=== The input ===
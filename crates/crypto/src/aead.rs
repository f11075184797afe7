//! # AEADセッション
//!
//! 導出済みの対称鍵1本を所有し、任意のJSON値を暗号化エンベロープに
//! 包んで送受信するための抽象。鍵以外の状態を持たない。
//!
//! nonceは暗号化のたびに12バイトのランダム値を新規生成する
//! （カウンタ方式ではない）。同一鍵でのnonce再利用は起こらない。

use chacha20poly1305::aead::{Aead, KeyInit};
use chacha20poly1305::{ChaCha20Poly1305, Key, Nonce};
use rand::RngCore;

use accord_types::{EncryptedEnvelope, ENC_CHACHA20POLY1305};

use crate::{b64_decode, b64_encode, CryptoError, SymmetricKey};

/// Poly1305認証タグの長さ（バイト）。
pub const TAG_LEN: usize = 16;

/// ChaCha20-Poly1305のnonce長（バイト）。
pub const NONCE_LEN: usize = 12;

/// 対称鍵1本を所有するAEADセッション。
///
/// ハンドシェイク成功ごとに1つ生成され、チャネルのクローズとともに
/// 破棄される。`encrypt`と`decrypt`は同一鍵に対して互いの逆操作になる。
pub struct AeadSession {
    key: SymmetricKey,
}

impl AeadSession {
    /// 導出済み鍵からセッションを構築する。
    pub fn new(key: SymmetricKey) -> Self {
        Self { key }
    }

    /// JSON値を暗号化エンベロープに包む。
    ///
    /// 値はJSONテキストに直列化してから暗号化する。直列化の決定性は
    /// 要求されない（復号時に同一バイト列が復元されることのみが重要）。
    pub fn encrypt(&self, value: &serde_json::Value) -> Result<EncryptedEnvelope, CryptoError> {
        let plaintext =
            serde_json::to_vec(value).map_err(|e| CryptoError::SerializeError(e.to_string()))?;

        let mut nonce_bytes = [0u8; NONCE_LEN];
        rand::rngs::OsRng.fill_bytes(&mut nonce_bytes);

        let cipher = ChaCha20Poly1305::new(Key::from_slice(&self.key));
        // encryptの出力は ct‖tag（16バイトタグが末尾に連結される）
        let ciphertext = cipher
            .encrypt(Nonce::from_slice(&nonce_bytes), plaintext.as_slice())
            .map_err(|_| CryptoError::EncryptError)?;

        Ok(EncryptedEnvelope {
            enc: ENC_CHACHA20POLY1305.to_string(),
            nonce: b64_encode(&nonce_bytes),
            ciphertext: b64_encode(&ciphertext),
        })
    }

    /// 暗号化エンベロープを復号してJSON値に戻す。
    ///
    /// 以下のいずれかで失敗する。失敗時に部分平文が漏れることはない。
    /// - `enc` タグが未対応
    /// - nonce長が12バイトでない
    /// - 本文がタグ長（16バイト）未満
    /// - 認証タグの検証失敗
    pub fn decrypt(&self, envelope: &EncryptedEnvelope) -> Result<serde_json::Value, CryptoError> {
        if envelope.enc != ENC_CHACHA20POLY1305 {
            return Err(CryptoError::InvalidEnvelope(format!(
                "未対応のencタグ: {}",
                envelope.enc
            )));
        }

        let nonce_bytes = b64_decode(&envelope.nonce)?;
        if nonce_bytes.len() != NONCE_LEN {
            return Err(CryptoError::InvalidEnvelope(format!(
                "nonce長が不正: {} バイト（期待: {NONCE_LEN}）",
                nonce_bytes.len()
            )));
        }

        let data = b64_decode(&envelope.ciphertext)?;
        if data.len() < TAG_LEN {
            return Err(CryptoError::InvalidEnvelope(format!(
                "本文が短すぎます: {} バイト（最低: {TAG_LEN}）",
                data.len()
            )));
        }

        let cipher = ChaCha20Poly1305::new(Key::from_slice(&self.key));
        let plaintext = cipher
            .decrypt(Nonce::from_slice(&nonce_bytes), data.as_slice())
            .map_err(|_| CryptoError::DecryptError)?;

        serde_json::from_slice(&plaintext).map_err(|e| CryptoError::SerializeError(e.to_string()))
    }
}
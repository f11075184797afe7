//! # クレデンシャル封印
//!
//! 単発のシークレット受け渡しに使う非対称封印方式。双方向チャネルの
//! セッション鍵とは完全に独立しており、チャネルが確立する前でも使える。
//!
//! ## 方式
//! 1. 送信側がエフェメラルX25519鍵ペアを生成
//! 2. 受信側の静的公開鍵とECDHで共有秘密を導出
//! 3. HKDF-SHA256（固定salt/infoコンテキスト）で256ビット鍵を導出
//! 4. ChaCha20-Poly1305で暗号化。associated dataにエフェメラル公開鍵
//!    バイト列を用いることで、暗号文をその鍵に束縛する（差し替え防止）
//!
//! タグ検証に失敗したクレデンシャルは破棄して再発行する。部分的に
//! 信用してはならない。

use chacha20poly1305::aead::{Aead, KeyInit, Payload};
use chacha20poly1305::{ChaCha20Poly1305, Key, Nonce};
use rand::rngs::OsRng;
use rand::RngCore;
use serde::{Deserialize, Serialize};
use x25519_dalek::{PublicKey as X25519PublicKey, StaticSecret as X25519StaticSecret};

use crate::aead::NONCE_LEN;
use crate::{
    b64_decode, b64_encode, derive_key_with_info, ecdh_derive_shared_secret, CryptoError,
    SymmetricKey,
};

/// 封印鍵導出のHKDF salt。
pub const CREDENTIAL_HKDF_SALT: &[u8] = b"accord-credential-transfer-v1";

/// 封印鍵導出のHKDF infoコンテキスト。
pub const CREDENTIAL_HKDF_INFO: &[u8] = b"credential-encryption";

/// 封印済みクレデンシャル。JSONで受け渡しされる。
#[derive(Debug, Clone, Serialize, Deserialize)]
pub struct SealedCredential {
    /// Base64エンコードされた暗号文（ct‖tag）
    pub ciphertext: String,
    /// Base64エンコードされた送信側エフェメラルX25519公開鍵
    pub ephemeral_public_key: String,
    /// Base64エンコードされた12バイトnonce
    pub nonce: String,
}

/// エフェメラル鍵と受信側公開鍵から封印鍵を導出する。
fn derive_sealing_key(
    secret: &X25519StaticSecret,
    peer_public: &X25519PublicKey,
) -> Result<SymmetricKey, CryptoError> {
    let shared = ecdh_derive_shared_secret(secret, peer_public);
    derive_key_with_info(CREDENTIAL_HKDF_SALT, &shared, CREDENTIAL_HKDF_INFO)
}

/// クレデンシャルを受信側の公開鍵に対して封印する。
pub fn seal_credentials(
    credentials: &serde_json::Value,
    recipient_public_key: &X25519PublicKey,
) -> Result<SealedCredential, CryptoError> {
    let ephemeral_secret = X25519StaticSecret::random_from_rng(OsRng);
    let ephemeral_public = X25519PublicKey::from(&ephemeral_secret);

    let key = derive_sealing_key(&ephemeral_secret, recipient_public_key)?;
    let plaintext = serde_json::to_vec(credentials)
        .map_err(|e| CryptoError::SerializeError(e.to_string()))?;

    let mut nonce_bytes = [0u8; NONCE_LEN];
    OsRng.fill_bytes(&mut nonce_bytes);

    let cipher = ChaCha20Poly1305::new(Key::from_slice(&key));
    let ciphertext = cipher
        .encrypt(
            Nonce::from_slice(&nonce_bytes),
            Payload {
                msg: &plaintext,
                aad: ephemeral_public.as_bytes(),
            },
        )
        .map_err(|_| CryptoError::EncryptError)?;

    Ok(SealedCredential {
        ciphertext: b64_encode(&ciphertext),
        ephemeral_public_key: b64_encode(ephemeral_public.as_bytes()),
        nonce: b64_encode(&nonce_bytes),
    })
}

/// 封印済みクレデンシャルを受信側の静的秘密鍵で開封する。
pub fn open_credentials(
    sealed: &SealedCredential,
    recipient_secret_key: &X25519StaticSecret,
) -> Result<serde_json::Value, CryptoError> {
    let ephemeral_bytes = b64_decode(&sealed.ephemeral_public_key)?;
    let ephemeral_public = crate::x25519_public_from_bytes(&ephemeral_bytes)?;

    let nonce_bytes = b64_decode(&sealed.nonce)?;
    if nonce_bytes.len() != NONCE_LEN {
        return Err(CryptoError::InvalidEnvelope(format!(
            "nonce長が不正: {} バイト（期待: {NONCE_LEN}）",
            nonce_bytes.len()
        )));
    }
    let data = b64_decode(&sealed.ciphertext)?;

    let key = derive_sealing_key(recipient_secret_key, &ephemeral_public)?;
    let cipher = ChaCha20Poly1305::new(Key::from_slice(&key));
    let plaintext = cipher
        .decrypt(
            Nonce::from_slice(&nonce_bytes),
            Payload {
                msg: &data,
                aad: &ephemeral_bytes,
            },
        )
        .map_err(|_| CryptoError::DecryptError)?;

    serde_json::from_slice(&plaintext).map_err(|e| CryptoError::SerializeError(e.to_string()))
}

/// 受信側の静的X25519鍵を保持するキーリング。
///
/// 公開鍵を配布し、届いた封印済みクレデンシャルを開封する。
/// 秘密鍵はプロセスメモリの外に出ない。
pub struct CredentialKeyring {
    secret_key: X25519StaticSecret,
    public_key: X25519PublicKey,
}

impl CredentialKeyring {
    /// 新しい静的鍵ペアを生成する。
    pub fn generate() -> Self {
        let secret_key = X25519StaticSecret::random_from_rng(OsRng);
        let public_key = X25519PublicKey::from(&secret_key);
        Self {
            secret_key,
            public_key,
        }
    }

    /// 配布用のBase64エンコード公開鍵。
    pub fn public_key_b64(&self) -> String {
        b64_encode(self.public_key.as_bytes())
    }

    /// 公開鍵の生バイト列。
    pub fn public_key_bytes(&self) -> [u8; 32] {
        *self.public_key.as_bytes()
    }

    /// 封印済みクレデンシャルを開封する。
    pub fn open(&self, sealed: &SealedCredential) -> Result<serde_json::Value, CryptoError> {
        open_credentials(sealed, &self.secret_key)
    }
}

#[cfg(test)]
mod tests {
    use super::*;
    use serde_json::json;

    #[test]
    fn test_seal_open_roundtrip() {
        let keyring = CredentialKeyring::generate();
        let credentials = json!({
            "host": "db.internal",
            "port": "5432",
            "username": "challenge_rw",
            "password": "s3cr3t",
        });

        let recipient_pub = X25519PublicKey::from(keyring.public_key_bytes());
        let sealed = seal_credentials(&credentials, &recipient_pub).unwrap();
        let opened = keyring.open(&sealed).unwrap();
        assert_eq!(opened, credentials);
    }

    #[test]
    fn test_open_with_wrong_key_fails() {
        let keyring = CredentialKeyring::generate();
        let stranger = CredentialKeyring::generate();

        let recipient_pub = X25519PublicKey::from(keyring.public_key_bytes());
        let sealed = seal_credentials(&json!({"password": "x"}), &recipient_pub).unwrap();

        // 無関係な秘密鍵では復号できない（誤ったデータが返ることはない）
        assert!(matches!(
            stranger.open(&sealed),
            Err(CryptoError::DecryptError)
        ));
    }

    #[test]
    fn test_ephemeral_key_substitution_fails() {
        let keyring = CredentialKeyring::generate();
        let recipient_pub = X25519PublicKey::from(keyring.public_key_bytes());
        let sealed = seal_credentials(&json!({"password": "x"}), &recipient_pub).unwrap();

        // エフェメラル公開鍵を差し替えるとAADの束縛により検証が落ちる
        let other = X25519StaticSecret::random_from_rng(OsRng);
        let substituted = SealedCredential {
            ephemeral_public_key: b64_encode(X25519PublicKey::from(&other).as_bytes()),
            ..sealed
        };
        assert!(keyring.open(&substituted).is_err());
    }
}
===
Whichever lines of the data include the word "other", pull them out.

**Task output:**
        let other = X25519StaticSecret::random_from_rng(OsRng);
            ephemeral_public_key: b64_encode(X25519PublicKey::from(&other).as_bytes()),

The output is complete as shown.